Information from seniors and staff at Lynn Valley Care Centre who have recovered from COVID-19 will hopefully be used by medical researchers to lead to more widespread population testing for the virus.
Dr. Bonnie Henry, the province’s chief health officer, said Wednesday that medical information from those who have recovered from the virus will be important in validating serology tests for COVID-19 antibodies.
Those tests will be important in showing health officials how much of the population may have already been exposed to the virus and developed some immunity to it – possibly without knowing they’ve even been infected. That is one of the pieces of information health officials likely will be looking at before lifting some restrictions on regular life in B.C.
“We are working with the Lynn Valley Care Centre, with people who have survived infection there and asking them to help in validating this test,” said Henry.
Henry made the comments Wednesday in response to recent questions that have emerged from a study in California that appeared to show much higher numbers of people there had already been infected with the virus than previously thought – including many milder cases.
But Henry warned Wednesday that there have been problems with the California study that have so far proved red flags in putting too much faith in the results.
Among those are very small sample sizes that were likely skewed by how participants were selected, said Henry. She said the test used in the California study has also not been adequately validated, resulting in high false positive rates.
Henry also pointed to the example of the United Kingdom, which recently bought 3.5 million serology tests and later discovered they could not rely on the results.
Before such a test is put to more widespread use in B.C., “we want to know how the test works,” said Henry.
The answer to that is likely at least 10 days away, she said.
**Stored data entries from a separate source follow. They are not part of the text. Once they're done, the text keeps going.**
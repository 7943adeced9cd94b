use crate::core::allocator::AllocatedCircle;
use crate::core::partner_graph::{Cluster, PartnerGraph};
use crate::error::CircleError;
use crate::models::{Course, EventFormat, OptInRecord, Role};

/// Role of one circle member, by pool index
#[derive(Debug, Clone, Copy, PartialEq, Eq)]
pub struct RoleAssignment {
    pub member: usize,
    pub role: Role,
}

/// Assign a role to every member of a finalized circle
///
/// Either every member gets a role or the call fails; there is no partial
/// assignment.
///
/// # Arguments
/// * `circle_index` - Position of the circle in the allocation, for error reporting
/// * `circle` - The allocated circle
/// * `graph` - Clusters the circle was built from
/// * `pool` - The pool snapshot
/// * `format` - The event format
pub fn assign_roles(
    circle_index: usize,
    circle: &AllocatedCircle,
    graph: &PartnerGraph,
    pool: &[OptInRecord],
    format: EventFormat,
) -> Result<Vec<RoleAssignment>, CircleError> {
    let mut clusters: Vec<&Cluster> = circle.clusters.iter().map(|&id| graph.cluster(id)).collect();
    clusters.sort_by(|a, b| {
        b.size()
            .cmp(&a.size())
            .then_with(|| pool[a.members[0]].user_id.cmp(&pool[b.members[0]].user_id))
    });

    match format {
        EventFormat::Rotating => Ok(assign_courses(&clusters, pool)),
        EventFormat::Hosted => assign_host(circle_index, &clusters, pool),
    }
}

/// Rotating format: each cluster cooks the least-covered course
///
/// Partners share a course. Among equally covered courses a cluster's stated
/// preference wins when it is one of them; otherwise starter, main, dessert
/// order decides. For singles only this is plain round robin.
fn assign_courses(clusters: &[&Cluster], pool: &[OptInRecord]) -> Vec<RoleAssignment> {
    let mut counts = [0usize; 3];
    let mut assignments = Vec::new();

    for cluster in clusters {
        let lowest = counts.iter().copied().min().unwrap_or(0);
        let open: Vec<usize> = (0..Course::ALL.len()).filter(|&i| counts[i] == lowest).collect();

        let preferred = cluster
            .members
            .iter()
            .filter_map(|&m| pool[m].attributes.course_preference)
            .map(course_index)
            .find(|i| open.contains(i));

        let slot = preferred.unwrap_or(open[0]);
        counts[slot] += cluster.size();

        let role = Course::ALL[slot].role();
        assignments.extend(cluster.members.iter().map(|&member| RoleAssignment { member, role }));
    }

    assignments
}

fn course_index(course: Course) -> usize {
    match course {
        Course::Starter => 0,
        Course::Main => 1,
        Course::Dessert => 2,
    }
}

/// Hosted format: the lowest user id among members able to host
fn assign_host(
    circle_index: usize,
    clusters: &[&Cluster],
    pool: &[OptInRecord],
) -> Result<Vec<RoleAssignment>, CircleError> {
    let members: Vec<usize> = clusters.iter().flat_map(|c| c.members.iter().copied()).collect();

    let host = members
        .iter()
        .copied()
        .filter(|&m| pool[m].hosting_available())
        .min_by(|&a, &b| pool[a].user_id.cmp(&pool[b].user_id))
        .ok_or(CircleError::NoHostAvailable { circle_index })?;

    Ok(members
        .into_iter()
        .map(|member| RoleAssignment {
            member,
            role: if member == host { Role::Host } else { Role::Participant },
        })
        .collect())
}

#[cfg(test)]
mod tests {
    use super::*;
    use crate::core::allocator::MatchingEngine;
    use crate::models::OptInAttributes;
    use uuid::Uuid;

    fn person(id: &str, hosting: bool, preference: Option<Course>) -> OptInRecord {
        OptInRecord::new(
            Uuid::nil(),
            id,
            OptInAttributes {
                hosting_available: hosting,
                course_preference: preference,
                ..Default::default()
            },
        )
    }

    fn single_circle(pool: &[OptInRecord]) -> (PartnerGraph, AllocatedCircle) {
        let graph = PartnerGraph::build(pool).unwrap();
        let engine = MatchingEngine::with_default_metric(pool.len() + pool.len() % 2, 1).unwrap();
        let allocation = engine.allocate(pool, &graph).unwrap();
        assert_eq!(allocation.circles.len(), 1);
        (graph, allocation.circles[0].clone())
    }

    fn count(assignments: &[RoleAssignment], role: Role) -> usize {
        assignments.iter().filter(|a| a.role == role).count()
    }

    fn role_of(assignments: &[RoleAssignment], pool: &[OptInRecord], user: &str) -> Role {
        assignments
            .iter()
            .find(|a| pool[a.member].user_id == user)
            .map(|a| a.role)
            .unwrap()
    }

    #[test]
    fn test_six_singles_balanced() {
        let pool: Vec<_> = (0..6).map(|i| person(&format!("u{i}"), true, None)).collect();
        let (graph, circle) = single_circle(&pool);

        let roles = assign_roles(0, &circle, &graph, &pool, EventFormat::Rotating).unwrap();

        assert_eq!(roles.len(), 6);
        assert_eq!(count(&roles, Role::Starter), 2);
        assert_eq!(count(&roles, Role::Main), 2);
        assert_eq!(count(&roles, Role::Dessert), 2);
    }

    #[test]
    fn test_partners_share_a_course() {
        let pool = vec![
            person("a", true, None).with_partner("b"),
            person("b", true, None).with_partner("a"),
            person("c", true, None),
            person("d", true, None),
            person("e", true, None),
            person("f", true, None),
        ];
        let (graph, circle) = single_circle(&pool);

        let roles = assign_roles(0, &circle, &graph, &pool, EventFormat::Rotating).unwrap();

        assert_eq!(role_of(&roles, &pool, "a"), role_of(&roles, &pool, "b"));
        assert_eq!(count(&roles, Role::Starter), 2);
        assert_eq!(count(&roles, Role::Main), 2);
        assert_eq!(count(&roles, Role::Dessert), 2);
    }

    #[test]
    fn test_preference_honored_when_it_keeps_balance() {
        let pool = vec![
            person("a", true, Some(Course::Dessert)),
            person("b", true, None),
            person("c", true, None),
            person("d", true, None),
            person("e", true, None),
            person("f", true, None),
        ];
        let (graph, circle) = single_circle(&pool);

        let roles = assign_roles(0, &circle, &graph, &pool, EventFormat::Rotating).unwrap();

        assert_eq!(role_of(&roles, &pool, "a"), Role::Dessert);
        assert_eq!(count(&roles, Role::Starter), 2);
        assert_eq!(count(&roles, Role::Dessert), 2);
    }

    #[test]
    fn test_preference_is_advisory() {
        // Everyone wants dessert; balance still wins
        let pool: Vec<_> = (0..6)
            .map(|i| person(&format!("u{i}"), true, Some(Course::Dessert)))
            .collect();
        let (graph, circle) = single_circle(&pool);

        let roles = assign_roles(0, &circle, &graph, &pool, EventFormat::Rotating).unwrap();

        assert_eq!(count(&roles, Role::Starter), 2);
        assert_eq!(count(&roles, Role::Main), 2);
        assert_eq!(count(&roles, Role::Dessert), 2);
    }

    #[test]
    fn test_hosted_picks_lowest_available_user() {
        let pool = vec![
            person("a", false, None),
            person("b", true, None),
            person("c", true, None),
            person("d", false, None),
        ];
        let (graph, circle) = single_circle(&pool);

        let roles = assign_roles(0, &circle, &graph, &pool, EventFormat::Hosted).unwrap();

        assert_eq!(roles.len(), 4);
        assert_eq!(count(&roles, Role::Host), 1);
        assert_eq!(role_of(&roles, &pool, "b"), Role::Host);
        assert_eq!(count(&roles, Role::Participant), 3);
    }

    #[test]
    fn test_hosted_pair_has_single_host() {
        let pool = vec![
            person("a", true, None).with_partner("b"),
            person("b", true, None).with_partner("a"),
            person("c", false, None),
            person("d", false, None),
        ];
        let (graph, circle) = single_circle(&pool);

        let roles = assign_roles(0, &circle, &graph, &pool, EventFormat::Hosted).unwrap();

        assert_eq!(count(&roles, Role::Host), 1);
        assert_eq!(role_of(&roles, &pool, "a"), Role::Host);
        assert_eq!(role_of(&roles, &pool, "b"), Role::Participant);
    }

    #[test]
    fn test_hosted_without_candidates_fails() {
        let pool: Vec<_> = (0..4).map(|i| person(&format!("u{i}"), false, None)).collect();
        let (graph, circle) = single_circle(&pool);

        let err = assign_roles(3, &circle, &graph, &pool, EventFormat::Hosted).unwrap_err();
        assert!(matches!(err, CircleError::NoHostAvailable { circle_index: 3 }));
    }
}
B.C. researchers are part of a national consortium working on how the results of such a test can later be used to inform future decisions, she said.
In a similar vein, Henry also spoke more Wednesday on how health officials decide someone who has had the virus has recovered.
At the beginning of the pandemic, doctors required two tests before a person was declared recovered. Health officials are still using that method for people who are hospitalized, but more recently – especially in long-term care facilities like Lynn Valley – those who have had the virus are considered recovered when 10 days have passed since the first onset of their symptoms.
Some families of care home residents have questioned that.
Henry said researchers around the world have learned that while some people can shed the virus for longer, the virus they shed is not live after 10 days and can’t infect other people.
Beyond 10 days “we now know it’s very unlikely they will shed virus that will infect others,” she said.